Source material.
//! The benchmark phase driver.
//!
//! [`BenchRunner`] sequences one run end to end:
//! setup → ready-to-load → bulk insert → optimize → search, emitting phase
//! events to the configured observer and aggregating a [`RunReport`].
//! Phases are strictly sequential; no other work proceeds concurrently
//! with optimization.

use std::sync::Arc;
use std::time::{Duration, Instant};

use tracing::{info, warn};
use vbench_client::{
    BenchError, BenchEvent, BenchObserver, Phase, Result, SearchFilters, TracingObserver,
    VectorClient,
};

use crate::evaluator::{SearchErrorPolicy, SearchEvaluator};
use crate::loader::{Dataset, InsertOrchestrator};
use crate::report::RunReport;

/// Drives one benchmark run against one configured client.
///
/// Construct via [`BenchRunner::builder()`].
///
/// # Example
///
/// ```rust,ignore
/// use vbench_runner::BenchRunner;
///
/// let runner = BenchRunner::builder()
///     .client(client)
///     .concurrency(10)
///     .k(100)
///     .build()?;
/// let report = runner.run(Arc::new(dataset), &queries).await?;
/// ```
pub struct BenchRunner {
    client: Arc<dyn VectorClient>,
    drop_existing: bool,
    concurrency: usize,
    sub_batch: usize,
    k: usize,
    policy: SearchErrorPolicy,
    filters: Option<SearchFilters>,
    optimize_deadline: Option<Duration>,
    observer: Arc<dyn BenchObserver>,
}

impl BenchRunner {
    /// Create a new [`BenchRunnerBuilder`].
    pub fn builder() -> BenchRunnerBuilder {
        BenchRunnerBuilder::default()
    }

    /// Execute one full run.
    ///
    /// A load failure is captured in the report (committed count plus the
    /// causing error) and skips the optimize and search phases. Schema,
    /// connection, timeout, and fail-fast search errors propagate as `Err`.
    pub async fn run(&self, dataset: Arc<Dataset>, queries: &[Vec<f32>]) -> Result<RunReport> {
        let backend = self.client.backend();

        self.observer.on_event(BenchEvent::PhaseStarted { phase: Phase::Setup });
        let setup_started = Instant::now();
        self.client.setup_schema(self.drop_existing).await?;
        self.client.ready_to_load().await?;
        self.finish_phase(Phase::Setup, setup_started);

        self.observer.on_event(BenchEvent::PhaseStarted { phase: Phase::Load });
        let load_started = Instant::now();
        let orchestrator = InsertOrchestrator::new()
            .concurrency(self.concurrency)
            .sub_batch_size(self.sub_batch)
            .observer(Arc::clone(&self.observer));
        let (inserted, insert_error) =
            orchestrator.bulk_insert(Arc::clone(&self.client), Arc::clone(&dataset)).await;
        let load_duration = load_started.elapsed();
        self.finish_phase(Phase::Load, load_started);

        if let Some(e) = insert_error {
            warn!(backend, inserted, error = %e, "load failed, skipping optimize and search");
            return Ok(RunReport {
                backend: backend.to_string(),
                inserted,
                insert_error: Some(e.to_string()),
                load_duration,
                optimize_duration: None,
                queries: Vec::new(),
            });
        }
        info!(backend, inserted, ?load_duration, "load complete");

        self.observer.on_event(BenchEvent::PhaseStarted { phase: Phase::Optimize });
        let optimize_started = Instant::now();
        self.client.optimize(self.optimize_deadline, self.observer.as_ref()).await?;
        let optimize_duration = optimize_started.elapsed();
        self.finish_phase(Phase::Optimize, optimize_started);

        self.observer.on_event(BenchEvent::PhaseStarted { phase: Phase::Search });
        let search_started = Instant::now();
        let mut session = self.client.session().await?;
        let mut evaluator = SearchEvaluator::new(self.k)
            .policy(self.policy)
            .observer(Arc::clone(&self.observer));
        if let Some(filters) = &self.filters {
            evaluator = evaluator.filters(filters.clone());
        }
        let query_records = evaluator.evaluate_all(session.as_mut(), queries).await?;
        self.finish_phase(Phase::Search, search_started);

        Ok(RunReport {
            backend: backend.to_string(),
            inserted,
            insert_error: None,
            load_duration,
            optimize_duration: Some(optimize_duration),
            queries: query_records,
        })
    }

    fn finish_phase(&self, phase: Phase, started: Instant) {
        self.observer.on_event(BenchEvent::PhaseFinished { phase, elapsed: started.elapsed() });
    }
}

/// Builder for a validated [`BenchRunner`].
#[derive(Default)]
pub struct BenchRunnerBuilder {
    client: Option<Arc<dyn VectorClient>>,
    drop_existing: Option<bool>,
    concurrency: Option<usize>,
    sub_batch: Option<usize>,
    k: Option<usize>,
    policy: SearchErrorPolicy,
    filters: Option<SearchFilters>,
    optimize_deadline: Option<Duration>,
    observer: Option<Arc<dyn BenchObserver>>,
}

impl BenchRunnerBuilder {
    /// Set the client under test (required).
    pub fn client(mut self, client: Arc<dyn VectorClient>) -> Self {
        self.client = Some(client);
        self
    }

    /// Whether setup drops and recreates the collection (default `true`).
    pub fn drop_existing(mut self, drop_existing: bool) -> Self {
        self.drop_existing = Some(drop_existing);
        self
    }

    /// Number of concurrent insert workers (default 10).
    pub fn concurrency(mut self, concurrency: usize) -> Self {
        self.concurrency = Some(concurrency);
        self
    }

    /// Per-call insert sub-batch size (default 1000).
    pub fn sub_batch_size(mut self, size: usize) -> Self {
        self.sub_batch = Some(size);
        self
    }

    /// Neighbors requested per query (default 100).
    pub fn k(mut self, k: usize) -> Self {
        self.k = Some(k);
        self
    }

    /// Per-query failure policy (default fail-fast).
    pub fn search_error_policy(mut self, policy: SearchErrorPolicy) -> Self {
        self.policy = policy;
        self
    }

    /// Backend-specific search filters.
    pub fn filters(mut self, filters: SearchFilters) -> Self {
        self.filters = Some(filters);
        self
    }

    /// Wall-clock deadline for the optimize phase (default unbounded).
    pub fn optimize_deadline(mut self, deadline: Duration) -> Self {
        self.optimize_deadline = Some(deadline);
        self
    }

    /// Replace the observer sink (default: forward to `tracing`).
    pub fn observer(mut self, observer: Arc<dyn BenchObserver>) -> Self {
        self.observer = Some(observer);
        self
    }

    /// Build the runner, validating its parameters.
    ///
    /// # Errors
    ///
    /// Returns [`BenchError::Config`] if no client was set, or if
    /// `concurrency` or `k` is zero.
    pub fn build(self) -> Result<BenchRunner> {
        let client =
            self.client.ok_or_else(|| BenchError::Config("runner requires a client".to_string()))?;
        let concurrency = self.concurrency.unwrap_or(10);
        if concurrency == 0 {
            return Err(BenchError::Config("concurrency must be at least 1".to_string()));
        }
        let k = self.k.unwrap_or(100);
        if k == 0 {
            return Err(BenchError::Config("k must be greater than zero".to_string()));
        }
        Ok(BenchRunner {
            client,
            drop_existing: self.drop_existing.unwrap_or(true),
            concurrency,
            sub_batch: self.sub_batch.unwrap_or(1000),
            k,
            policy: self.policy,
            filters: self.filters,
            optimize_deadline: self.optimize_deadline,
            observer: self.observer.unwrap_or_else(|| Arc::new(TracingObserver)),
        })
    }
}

--

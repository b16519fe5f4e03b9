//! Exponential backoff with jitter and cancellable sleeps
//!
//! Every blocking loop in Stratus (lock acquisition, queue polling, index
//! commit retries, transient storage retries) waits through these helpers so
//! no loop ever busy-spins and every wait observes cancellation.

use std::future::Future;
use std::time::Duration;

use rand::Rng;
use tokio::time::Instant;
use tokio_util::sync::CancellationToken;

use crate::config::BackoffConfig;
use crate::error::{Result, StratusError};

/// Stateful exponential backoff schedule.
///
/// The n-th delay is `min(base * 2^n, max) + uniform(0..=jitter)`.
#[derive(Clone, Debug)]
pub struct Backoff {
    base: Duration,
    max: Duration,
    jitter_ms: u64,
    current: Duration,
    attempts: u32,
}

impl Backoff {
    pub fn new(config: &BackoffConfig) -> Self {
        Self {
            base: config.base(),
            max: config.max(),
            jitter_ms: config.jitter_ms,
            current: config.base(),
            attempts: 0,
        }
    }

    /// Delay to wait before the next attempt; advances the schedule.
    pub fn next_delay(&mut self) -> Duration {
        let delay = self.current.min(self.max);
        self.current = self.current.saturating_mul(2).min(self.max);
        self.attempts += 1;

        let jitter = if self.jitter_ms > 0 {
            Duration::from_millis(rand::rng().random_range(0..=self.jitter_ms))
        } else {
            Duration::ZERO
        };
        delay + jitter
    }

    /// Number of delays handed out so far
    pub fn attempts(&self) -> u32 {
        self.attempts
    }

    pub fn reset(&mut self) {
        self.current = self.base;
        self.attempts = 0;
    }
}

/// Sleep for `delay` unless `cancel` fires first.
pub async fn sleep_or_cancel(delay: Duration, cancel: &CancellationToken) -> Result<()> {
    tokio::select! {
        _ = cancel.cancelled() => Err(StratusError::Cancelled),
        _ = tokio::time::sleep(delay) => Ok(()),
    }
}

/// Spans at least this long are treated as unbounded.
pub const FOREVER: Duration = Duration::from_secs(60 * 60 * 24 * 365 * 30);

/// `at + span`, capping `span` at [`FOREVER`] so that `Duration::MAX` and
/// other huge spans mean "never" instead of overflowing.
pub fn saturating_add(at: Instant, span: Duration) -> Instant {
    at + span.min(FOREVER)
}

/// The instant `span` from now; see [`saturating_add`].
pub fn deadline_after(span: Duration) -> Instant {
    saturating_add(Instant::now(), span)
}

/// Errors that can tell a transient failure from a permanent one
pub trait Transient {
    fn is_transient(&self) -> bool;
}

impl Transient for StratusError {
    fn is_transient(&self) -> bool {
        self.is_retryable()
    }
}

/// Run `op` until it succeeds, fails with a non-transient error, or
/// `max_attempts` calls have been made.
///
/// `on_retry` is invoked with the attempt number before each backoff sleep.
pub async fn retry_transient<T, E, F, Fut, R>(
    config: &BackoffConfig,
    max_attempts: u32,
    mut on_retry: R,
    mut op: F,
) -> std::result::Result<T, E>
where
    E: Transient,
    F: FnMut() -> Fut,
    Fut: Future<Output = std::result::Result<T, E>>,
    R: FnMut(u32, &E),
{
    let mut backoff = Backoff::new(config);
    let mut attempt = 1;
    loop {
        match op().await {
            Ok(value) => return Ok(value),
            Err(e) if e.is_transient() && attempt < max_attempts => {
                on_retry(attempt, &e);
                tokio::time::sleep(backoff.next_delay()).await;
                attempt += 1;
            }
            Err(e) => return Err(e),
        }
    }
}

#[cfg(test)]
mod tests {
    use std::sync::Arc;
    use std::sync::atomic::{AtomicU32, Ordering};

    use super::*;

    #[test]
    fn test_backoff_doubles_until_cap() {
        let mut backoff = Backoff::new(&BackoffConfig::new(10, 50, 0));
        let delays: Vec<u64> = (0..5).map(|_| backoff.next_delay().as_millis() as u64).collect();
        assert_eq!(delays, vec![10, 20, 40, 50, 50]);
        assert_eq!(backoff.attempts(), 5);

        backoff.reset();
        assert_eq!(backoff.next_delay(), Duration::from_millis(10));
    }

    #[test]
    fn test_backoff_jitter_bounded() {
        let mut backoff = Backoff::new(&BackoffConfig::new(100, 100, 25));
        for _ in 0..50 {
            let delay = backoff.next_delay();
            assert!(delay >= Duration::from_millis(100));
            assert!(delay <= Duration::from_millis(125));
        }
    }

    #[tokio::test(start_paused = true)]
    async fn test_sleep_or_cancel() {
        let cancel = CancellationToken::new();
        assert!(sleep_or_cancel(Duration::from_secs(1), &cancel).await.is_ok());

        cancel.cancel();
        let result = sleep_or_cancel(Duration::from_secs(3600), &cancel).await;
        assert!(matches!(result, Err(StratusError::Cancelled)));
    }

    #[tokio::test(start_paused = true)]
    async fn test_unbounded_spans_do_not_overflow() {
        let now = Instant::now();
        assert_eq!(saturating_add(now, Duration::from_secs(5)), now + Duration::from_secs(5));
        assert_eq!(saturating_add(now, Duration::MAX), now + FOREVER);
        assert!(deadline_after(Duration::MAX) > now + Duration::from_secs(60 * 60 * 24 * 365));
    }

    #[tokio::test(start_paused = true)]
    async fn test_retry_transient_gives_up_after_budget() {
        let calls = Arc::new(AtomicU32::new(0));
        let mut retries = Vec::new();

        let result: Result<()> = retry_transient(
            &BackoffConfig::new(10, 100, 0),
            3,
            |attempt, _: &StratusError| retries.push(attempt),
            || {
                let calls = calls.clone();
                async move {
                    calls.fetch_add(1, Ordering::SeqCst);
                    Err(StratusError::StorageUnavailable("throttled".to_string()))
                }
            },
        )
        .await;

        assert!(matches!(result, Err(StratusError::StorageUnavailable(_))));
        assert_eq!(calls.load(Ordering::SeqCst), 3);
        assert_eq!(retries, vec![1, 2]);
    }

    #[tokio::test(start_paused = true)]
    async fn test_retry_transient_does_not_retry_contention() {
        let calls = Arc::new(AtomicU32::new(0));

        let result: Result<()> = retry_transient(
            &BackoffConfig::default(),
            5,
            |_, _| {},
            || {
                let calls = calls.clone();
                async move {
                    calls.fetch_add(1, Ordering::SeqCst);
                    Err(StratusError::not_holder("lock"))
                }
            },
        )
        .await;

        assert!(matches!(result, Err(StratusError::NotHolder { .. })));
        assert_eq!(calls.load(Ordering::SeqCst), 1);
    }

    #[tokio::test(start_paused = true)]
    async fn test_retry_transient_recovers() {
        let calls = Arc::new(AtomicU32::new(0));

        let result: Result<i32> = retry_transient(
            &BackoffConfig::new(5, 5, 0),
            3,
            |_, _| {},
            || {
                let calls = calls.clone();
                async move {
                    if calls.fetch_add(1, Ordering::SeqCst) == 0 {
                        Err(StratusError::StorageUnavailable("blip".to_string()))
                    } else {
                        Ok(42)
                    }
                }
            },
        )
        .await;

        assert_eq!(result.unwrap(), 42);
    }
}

Exercise.
Using the entries above, give again exactly the lines from the line holding "pub fn next_delay(&mut" through the line holding "each backoff sleep.". Include both end lines and nothing else.

Answer box.
    pub fn next_delay(&mut self) -> Duration {
        let delay = self.current.min(self.max);
        self.current = self.current.saturating_mul(2).min(self.max);
        self.attempts += 1;

        let jitter = if self.jitter_ms > 0 {
            Duration::from_millis(rand::rng().random_range(0..=self.jitter_ms))
        } else {
            Duration::ZERO
        };
        delay + jitter
    }

    /// Number of delays handed out so far
    pub fn attempts(&self) -> u32 {
        self.attempts
    }

    pub fn reset(&mut self) {
        self.current = self.base;
        self.attempts = 0;
    }
}

/// Sleep for `delay` unless `cancel` fires first.
pub async fn sleep_or_cancel(delay: Duration, cancel: &CancellationToken) -> Result<()> {
    tokio::select! {
        _ = cancel.cancelled() => Err(StratusError::Cancelled),
        _ = tokio::time::sleep(delay) => Ok(()),
    }
}

/// Spans at least this long are treated as unbounded.
pub const FOREVER: Duration = Duration::from_secs(60 * 60 * 24 * 365 * 30);

/// `at + span`, capping `span` at [`FOREVER`] so that `Duration::MAX` and
/// other huge spans mean "never" instead of overflowing.
pub fn saturating_add(at: Instant, span: Duration) -> Instant {
    at + span.min(FOREVER)
}

/// The instant `span` from now; see [`saturating_add`].
pub fn deadline_after(span: Duration) -> Instant {
    saturating_add(Instant::now(), span)
}

/// Errors that can tell a transient failure from a permanent one
pub trait Transient {
    fn is_transient(&self) -> bool;
}

impl Transient for StratusError {
    fn is_transient(&self) -> bool {
        self.is_retryable()
    }
}

/// Run `op` until it succeeds, fails with a non-transient error, or
/// `max_attempts` calls have been made.
///
/// `on_retry` is invoked with the attempt number before each backoff sleep.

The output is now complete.